This tobacco smokes very dry and cool right out of the tin. I'm a habitual over puffer and the smoke remained cool and flavorful. When I made myself slow down (usually the flavor of singed tongue makes me do it), I picked up even more complexities. The nicoteine buzz was present, but not substantial.

This is a brilliant English blend. It might not be something everyone would want to smoke everyday/all day, but this will definately become more of a staple in my smoking rotation. Give this one a try, it's complex, delicious, cool smoking... it's great!


----------



## IHT

*Esoterica's Penzance*

well, my SPS sent me what was on my wish list, and this was my most highly sought after tobacco that i had yet to try.

today, i tried it.

not a "formal" sit down, smoke and type, type of review... just a brief review.

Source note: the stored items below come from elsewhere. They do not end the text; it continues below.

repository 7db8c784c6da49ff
pub mod auth;
pub mod cors;

pub use auth::*;
pub use cors::*;
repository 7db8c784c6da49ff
//! MySQL implementation of the SongRepository trait.

use async_trait::async_trait;
use sqlx::{MySqlPool, Row};

use catalog_core::domain::entities::{Album, Artist, Song, Tag};
use catalog_core::errors::DomainError;
use catalog_core::repositories::SongRepository;

use super::db_error;

/// MySQL implementation of SongRepository
pub struct MySqlSongRepository {
    pool: MySqlPool,
}

impl MySqlSongRepository {
    pub fn new(pool: MySqlPool) -> Self {
        Self { pool }
    }

    async fn tags_of(&self, song_id: i64) -> Result<Vec<Tag>, DomainError> {
        let rows = sqlx::query(
            "SELECT t.id, t.name FROM tags t \
             JOIN song_tags st ON st.tag_id = t.id \
             WHERE st.song_id = ? ORDER BY t.id",
        )
        .bind(song_id)
        .fetch_all(&self.pool)
        .await
        .map_err(|e| db_error("Failed to load song tags", e))?;

        rows.iter()
            .map(|row| -> Result<Tag, sqlx::Error> {
                Ok(Tag {
                    id: row.try_get("id")?,
                    name: row.try_get("name")?,
                })
            })
            .collect::<Result<Vec<_>, _>>()
            .map_err(|e| db_error("Failed to decode tag row", e))
    }

    async fn artists_of(&self, song_id: i64) -> Result<Vec<Artist>, DomainError> {
        let rows = sqlx::query(
            "SELECT a.id, a.name, a.thumbnail300x300, a.thumbnail1200x1200 FROM artists a \
             JOIN song_artists sa ON sa.artist_id = a.id \
             WHERE sa.song_id = ? ORDER BY a.id",
        )
        .bind(song_id)
        .fetch_all(&self.pool)
        .await
        .map_err(|e| db_error("Failed to load song artists", e))?;

        rows.iter()
            .map(|row| -> Result<Artist, sqlx::Error> {
                Ok(Artist {
                    id: row.try_get("id")?,
                    name: row.try_get("name")?,
                    thumbnail300x300: row.try_get("thumbnail300x300")?,
                    thumbnail1200x1200: row.try_get("thumbnail1200x1200")?,
                })
            })
            .collect::<Result<Vec<_>, _>>()
            .map_err(|e| db_error("Failed to decode artist row", e))
    }
}

#[async_trait]
impl SongRepository for MySqlSongRepository {
    async fn find_by_id(&self, song_id: i64) -> Result<Option<Song>, DomainError> {
        let row = sqlx::query(
            r#"
            SELECT s.id, s.title, s.url, s.original_name, s.lyrics,
                   al.id AS album_id, al.code AS album_code, al.title AS album_title,
                   al.year AS album_year, al.thumbnail300x300 AS album_thumb_small,
                   al.thumbnail1200x1200 AS album_thumb_large
            FROM songs s
            JOIN albums al ON al.id = s.album_id
            WHERE s.id = ?
            "#,
        )
        .bind(song_id)
        .fetch_optional(&self.pool)
        .await
        .map_err(|e| db_error("Failed to find song", e))?;

        let row = match row {
            Some(row) => row,
            None => return Ok(None),
        };

        let decode = |row: &sqlx::mysql::MySqlRow| -> Result<(Song, i64), sqlx::Error> {
            let id: i64 = row.try_get("id")?;
            let song = Song {
                id,
                title: row.try_get("title")?,
                url: row.try_get("url")?,
                original_name: row.try_get("original_name")?,
                lyrics: row.try_get("lyrics")?,
                album: Album {
                    id: row.try_get("album_id")?,
                    code: row.try_get("album_code")?,
                    title: row.try_get("album_title")?,
                    year: row.try_get("album_year")?,
                    thumbnail300x300: row.try_get("album_thumb_small")?,
                    thumbnail1200x1200: row.try_get("album_thumb_large")?,
                },
                tags: Vec::new(),
                artists: Vec::new(),
            };
            Ok((song, id))
        };
        let (mut song, id) = decode(&row).map_err(|e| db_error("Failed to decode song row", e))?;

        song.tags = self.tags_of(id).await?;
        song.artists = self.artists_of(id).await?;
        Ok(Some(song))
    }
}
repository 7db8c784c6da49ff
use chrono::{DateTime, Utc};
use serde::{Deserialize, Serialize};

use catalog_core::domain::entities::PlayHistoryRecord;

/// One entry of the caller's listen history
#[derive(Debug, Clone, Serialize, Deserialize)]
pub struct HistoryEntry {
    pub song_id: i64,
    pub accessed_at: DateTime<Utc>,
    pub count: u64,
}

impl From<PlayHistoryRecord> for HistoryEntry {
    fn from(record: PlayHistoryRecord) -> Self {
        Self {
            song_id: record.song_id,
            accessed_at: record.accessed_at,
            count: record.count,
        }
    }
}
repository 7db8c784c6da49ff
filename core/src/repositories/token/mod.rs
pub mod r#trait {
    pub use super::trait_::*;
}
#[path = "trait.rs"]
mod trait_;
pub mod memory;

pub use memory::InMemoryTokenRepository;
pub use r#trait::TokenRepository;

#[cfg(test)]
#[path = "tests/memory_tests.rs"]
mod tests;
//! Per-account play history

mod service;

#[cfg(test)]
mod tests;

pub use service::HistoryService;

Penzance is one of the most highly rated tobacco's out there, which is why i wanted to give it a whirl. i did not know that it was a "flake" tobacco, and that would have semi-scared me off.

having never packed a bowl w/flake tobacco, i was a little skeptical at how i'd do, but since ScottM posted a link on how to pack flake tobacco, i realized that the author knew types like me. i am just like the ppl he describes that are scared off.

the article shows how to pack your pipe w/flake tobacco, and i tried to do it that way instead of hand rubbing it. the article also shows it being done with larger flakes from the MacBaren line.

the Penzance was a lot smaller, and didn't just fold like the article shows, not to mention it was still pretty darn moist in comparison to many english loose cut blends. as i tried to "fold" it, it simply broke apart and i thought, "fug it, time to rub it out." so, i only took 2 flakes and broke 'em apart, then filled my bowl a little past halfway.

like the article stated, was hard to get started, but didn't stop once it was going.

smoked cool, minimal tongue bite. i don't recall what tobaccos are in there, but it has a minty type of spice on the finish. most tobaccos i smoke don't change as they're smoked, but i found this one changed about halfway through the little bit i packed into the bowl.

it's been a good 20+ minutes, and i can still taste the spice. very nice and smooth smoke.

i would easily recommend this, and the article ScottM linked for us has now kept me from shying away from flake style tobacco's. i might have to look up some more to give a whirl.


----------



## croatan

*Re: Esoterica's Penzance*

Glad you're enjoying it so far, Greg. Penzance is one of my favorite tobaccos and, honestly, I like that it's a flake. I enjoy playing with the consistency of the flake tobacco because it allows you to pack the bowl just the way you want it and control the burn a little better than most tobaccos (or at least that's the way it seems to me ).


----------



## brado

*Re: Esoterica's Penzance*



croatan said:


> Glad you're enjoying it so far, Greg. Penzance is one of my favorite tobaccos and, honestly, I like that it's a flake. I enjoy playing with the consistency of the flake tobacco because it allows you to pack the bowl just the way you want it and control the burn a little better than most tobaccos (or at least that's the way it seems to me ).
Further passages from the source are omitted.